TASK INPUTS

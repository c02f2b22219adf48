use std::path::PathBuf;

#[derive(Debug, Clone, Copy, PartialEq, Eq)]
pub enum Environment {
    Development,
    Test,
    Production,
}

impl std::fmt::Display for Environment {
    fn fmt(&self, f: &mut std::fmt::Formatter<'_>) -> std::fmt::Result {
        match self {
            Environment::Development => write!(f, "development"),
            Environment::Test => write!(f, "test"),
            Environment::Production => write!(f, "production"),
        }
    }
}

/// Process-wide configuration, loaded once at startup and passed down
/// explicitly. Collectors and extractors never read the environment
/// themselves.
#[derive(Debug, Clone)]
pub struct AppConfig {
    pub database_url: String,
    pub env: Environment,
    pub log_level: String,
    pub watchlist_path: PathBuf,
    pub db_max_connections: u32,
    pub db_min_connections: u32,
    pub db_acquire_timeout_secs: u64,
    pub scraper_request_timeout_secs: u64,
    pub scraper_user_agent: String,
    /// Base delay between consecutive page fetches of one collector.
    pub scraper_rate_limit_delay_ms: u64,
    pub scraper_max_retries: u32,
    pub scraper_retry_backoff_base_secs: u64,
    /// Upper bound on marketplace listing fragments analyzed per keyword.
    /// Always >= 1; validated at load time.
    pub marketplace_sample_size: usize,
}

WHAT YOU WILL DO
Provide a verbatim reproduction of all the records.

WRITTEN RESPONSE
repository c02f2b22219adf48
use std::path::PathBuf;

#[derive(Debug, Clone, Copy, PartialEq, Eq)]
pub enum Environment {
    Development,
    Test,
    Production,
}

impl std::fmt::Display for Environment {
    fn fmt(&self, f: &mut std::fmt::Formatter<'_>) -> std::fmt::Result {
        match self {
            Environment::Development => write!(f, "development"),
            Environment::Test => write!(f, "test"),
            Environment::Production => write!(f, "production"),
        }
    }
}

/// Process-wide configuration, loaded once at startup and passed down
/// explicitly. Collectors and extractors never read the environment
/// themselves.
#[derive(Debug, Clone)]
pub struct AppConfig {
    pub database_url: String,
    pub env: Environment,
    pub log_level: String,
    pub watchlist_path: PathBuf,
    pub db_max_connections: u32,
    pub db_min_connections: u32,
    pub db_acquire_timeout_secs: u64,
    pub scraper_request_timeout_secs: u64,
    pub scraper_user_agent: String,
    /// Base delay between consecutive page fetches of one collector.
    pub scraper_rate_limit_delay_ms: u64,
    pub scraper_max_retries: u32,
    pub scraper_retry_backoff_base_secs: u64,
    /// Upper bound on marketplace listing fragments analyzed per keyword.
    /// Always >= 1; validated at load time.
    pub marketplace_sample_size: usize,
}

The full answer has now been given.